(Beginning of RAW DATA)
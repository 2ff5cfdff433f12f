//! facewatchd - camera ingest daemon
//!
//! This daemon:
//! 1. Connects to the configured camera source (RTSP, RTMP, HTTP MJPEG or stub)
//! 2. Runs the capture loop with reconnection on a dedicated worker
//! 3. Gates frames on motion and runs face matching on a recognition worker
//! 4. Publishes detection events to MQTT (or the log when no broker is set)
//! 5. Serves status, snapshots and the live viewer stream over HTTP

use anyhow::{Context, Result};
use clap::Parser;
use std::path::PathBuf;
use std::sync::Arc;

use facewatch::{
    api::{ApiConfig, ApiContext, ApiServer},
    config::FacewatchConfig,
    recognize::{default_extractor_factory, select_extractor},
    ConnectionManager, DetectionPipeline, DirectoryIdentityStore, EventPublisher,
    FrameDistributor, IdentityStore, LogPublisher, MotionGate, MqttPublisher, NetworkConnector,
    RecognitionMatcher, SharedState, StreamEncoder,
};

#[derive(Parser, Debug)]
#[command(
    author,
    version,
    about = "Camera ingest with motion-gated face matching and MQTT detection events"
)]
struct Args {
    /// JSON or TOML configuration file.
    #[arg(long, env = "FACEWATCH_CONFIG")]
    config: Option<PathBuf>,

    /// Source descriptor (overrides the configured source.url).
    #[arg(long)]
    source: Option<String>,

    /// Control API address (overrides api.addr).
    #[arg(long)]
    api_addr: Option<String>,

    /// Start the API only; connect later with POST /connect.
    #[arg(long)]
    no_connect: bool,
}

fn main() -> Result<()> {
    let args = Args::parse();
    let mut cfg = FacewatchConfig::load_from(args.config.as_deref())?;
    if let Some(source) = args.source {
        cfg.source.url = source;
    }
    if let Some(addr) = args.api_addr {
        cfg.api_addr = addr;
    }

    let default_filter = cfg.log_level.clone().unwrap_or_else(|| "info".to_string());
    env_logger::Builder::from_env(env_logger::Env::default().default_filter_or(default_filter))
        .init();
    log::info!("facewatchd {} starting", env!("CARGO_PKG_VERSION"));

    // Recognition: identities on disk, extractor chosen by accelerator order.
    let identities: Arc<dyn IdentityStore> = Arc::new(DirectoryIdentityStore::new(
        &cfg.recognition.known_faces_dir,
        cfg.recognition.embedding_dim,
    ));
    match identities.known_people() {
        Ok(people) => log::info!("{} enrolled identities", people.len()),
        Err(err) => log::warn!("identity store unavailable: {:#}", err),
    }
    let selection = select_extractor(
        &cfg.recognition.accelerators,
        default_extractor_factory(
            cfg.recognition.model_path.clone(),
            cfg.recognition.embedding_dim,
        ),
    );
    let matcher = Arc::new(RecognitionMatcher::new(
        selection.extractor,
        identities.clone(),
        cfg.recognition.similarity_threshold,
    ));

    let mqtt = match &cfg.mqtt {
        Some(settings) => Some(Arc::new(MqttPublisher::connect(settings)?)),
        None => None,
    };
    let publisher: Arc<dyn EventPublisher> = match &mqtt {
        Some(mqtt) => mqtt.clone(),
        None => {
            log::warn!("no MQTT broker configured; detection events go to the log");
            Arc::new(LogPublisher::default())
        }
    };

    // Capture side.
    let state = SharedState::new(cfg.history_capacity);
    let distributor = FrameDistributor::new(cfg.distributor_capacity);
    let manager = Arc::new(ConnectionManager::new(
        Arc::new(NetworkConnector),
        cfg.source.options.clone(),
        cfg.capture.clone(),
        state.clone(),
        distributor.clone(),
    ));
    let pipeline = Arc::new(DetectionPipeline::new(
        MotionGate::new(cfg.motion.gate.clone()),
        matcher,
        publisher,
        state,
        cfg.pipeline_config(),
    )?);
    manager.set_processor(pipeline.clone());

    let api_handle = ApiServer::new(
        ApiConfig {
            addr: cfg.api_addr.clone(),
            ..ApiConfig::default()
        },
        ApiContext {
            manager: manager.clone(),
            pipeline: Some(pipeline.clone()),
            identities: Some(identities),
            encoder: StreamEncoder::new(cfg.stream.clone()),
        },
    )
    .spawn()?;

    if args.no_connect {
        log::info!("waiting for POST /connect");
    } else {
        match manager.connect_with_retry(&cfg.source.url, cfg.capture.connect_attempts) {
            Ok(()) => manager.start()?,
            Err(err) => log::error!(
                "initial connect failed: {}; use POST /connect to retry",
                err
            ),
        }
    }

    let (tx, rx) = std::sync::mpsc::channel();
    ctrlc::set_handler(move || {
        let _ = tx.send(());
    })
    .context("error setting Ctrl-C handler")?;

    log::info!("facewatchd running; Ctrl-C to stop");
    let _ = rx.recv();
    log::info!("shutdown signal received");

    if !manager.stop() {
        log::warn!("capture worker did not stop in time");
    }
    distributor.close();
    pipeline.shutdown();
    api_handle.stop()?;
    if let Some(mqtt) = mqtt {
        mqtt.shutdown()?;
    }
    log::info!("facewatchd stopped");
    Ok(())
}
(End of RAW DATA)
(Beginning of RAW DATA)
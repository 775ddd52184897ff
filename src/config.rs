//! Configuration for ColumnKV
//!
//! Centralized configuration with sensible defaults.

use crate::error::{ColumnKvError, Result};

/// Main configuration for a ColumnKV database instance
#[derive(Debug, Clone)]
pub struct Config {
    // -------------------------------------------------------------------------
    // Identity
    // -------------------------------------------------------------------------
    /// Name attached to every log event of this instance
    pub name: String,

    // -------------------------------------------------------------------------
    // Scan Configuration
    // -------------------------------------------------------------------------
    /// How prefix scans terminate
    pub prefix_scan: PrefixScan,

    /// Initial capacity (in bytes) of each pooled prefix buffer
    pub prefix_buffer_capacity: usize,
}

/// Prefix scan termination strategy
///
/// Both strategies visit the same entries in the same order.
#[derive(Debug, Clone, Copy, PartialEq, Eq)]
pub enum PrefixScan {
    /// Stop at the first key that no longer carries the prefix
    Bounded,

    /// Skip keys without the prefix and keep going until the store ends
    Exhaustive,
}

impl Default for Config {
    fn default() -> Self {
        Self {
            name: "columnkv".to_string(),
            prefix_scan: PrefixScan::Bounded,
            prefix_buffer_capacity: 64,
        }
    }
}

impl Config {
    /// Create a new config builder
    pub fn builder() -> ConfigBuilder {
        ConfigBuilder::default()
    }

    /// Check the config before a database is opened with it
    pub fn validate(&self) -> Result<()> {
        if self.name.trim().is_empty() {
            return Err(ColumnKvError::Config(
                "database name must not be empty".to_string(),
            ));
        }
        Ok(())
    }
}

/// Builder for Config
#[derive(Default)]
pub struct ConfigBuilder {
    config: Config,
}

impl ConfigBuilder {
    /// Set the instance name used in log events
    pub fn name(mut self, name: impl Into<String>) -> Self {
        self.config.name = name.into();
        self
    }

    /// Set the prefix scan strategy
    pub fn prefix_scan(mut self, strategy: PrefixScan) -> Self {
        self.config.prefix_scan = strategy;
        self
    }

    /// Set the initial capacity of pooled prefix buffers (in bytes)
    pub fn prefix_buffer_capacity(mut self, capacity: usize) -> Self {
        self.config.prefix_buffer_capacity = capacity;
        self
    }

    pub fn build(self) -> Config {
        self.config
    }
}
(End of RAW DATA)
WHAT IS NEEDED » From the records above, retype only the lines starting at the line that contains "use std::path::PathBuf;" and ending at the line that contains "let args = Args::parse();", both included.

COMPLETED EXERCISE »
use std::path::PathBuf;
use std::sync::Arc;

use facewatch::{
    api::{ApiConfig, ApiContext, ApiServer},
    config::FacewatchConfig,
    recognize::{default_extractor_factory, select_extractor},
    ConnectionManager, DetectionPipeline, DirectoryIdentityStore, EventPublisher,
    FrameDistributor, IdentityStore, LogPublisher, MotionGate, MqttPublisher, NetworkConnector,
    RecognitionMatcher, SharedState, StreamEncoder,
};

#[derive(Parser, Debug)]
#[command(
    author,
    version,
    about = "Camera ingest with motion-gated face matching and MQTT detection events"
)]
struct Args {
    /// JSON or TOML configuration file.
    #[arg(long, env = "FACEWATCH_CONFIG")]
    config: Option<PathBuf>,

    /// Source descriptor (overrides the configured source.url).
    #[arg(long)]
    source: Option<String>,

    /// Control API address (overrides api.addr).
    #[arg(long)]
    api_addr: Option<String>,

    /// Start the API only; connect later with POST /connect.
    #[arg(long)]
    no_connect: bool,
}

fn main() -> Result<()> {
    let args = Args::parse();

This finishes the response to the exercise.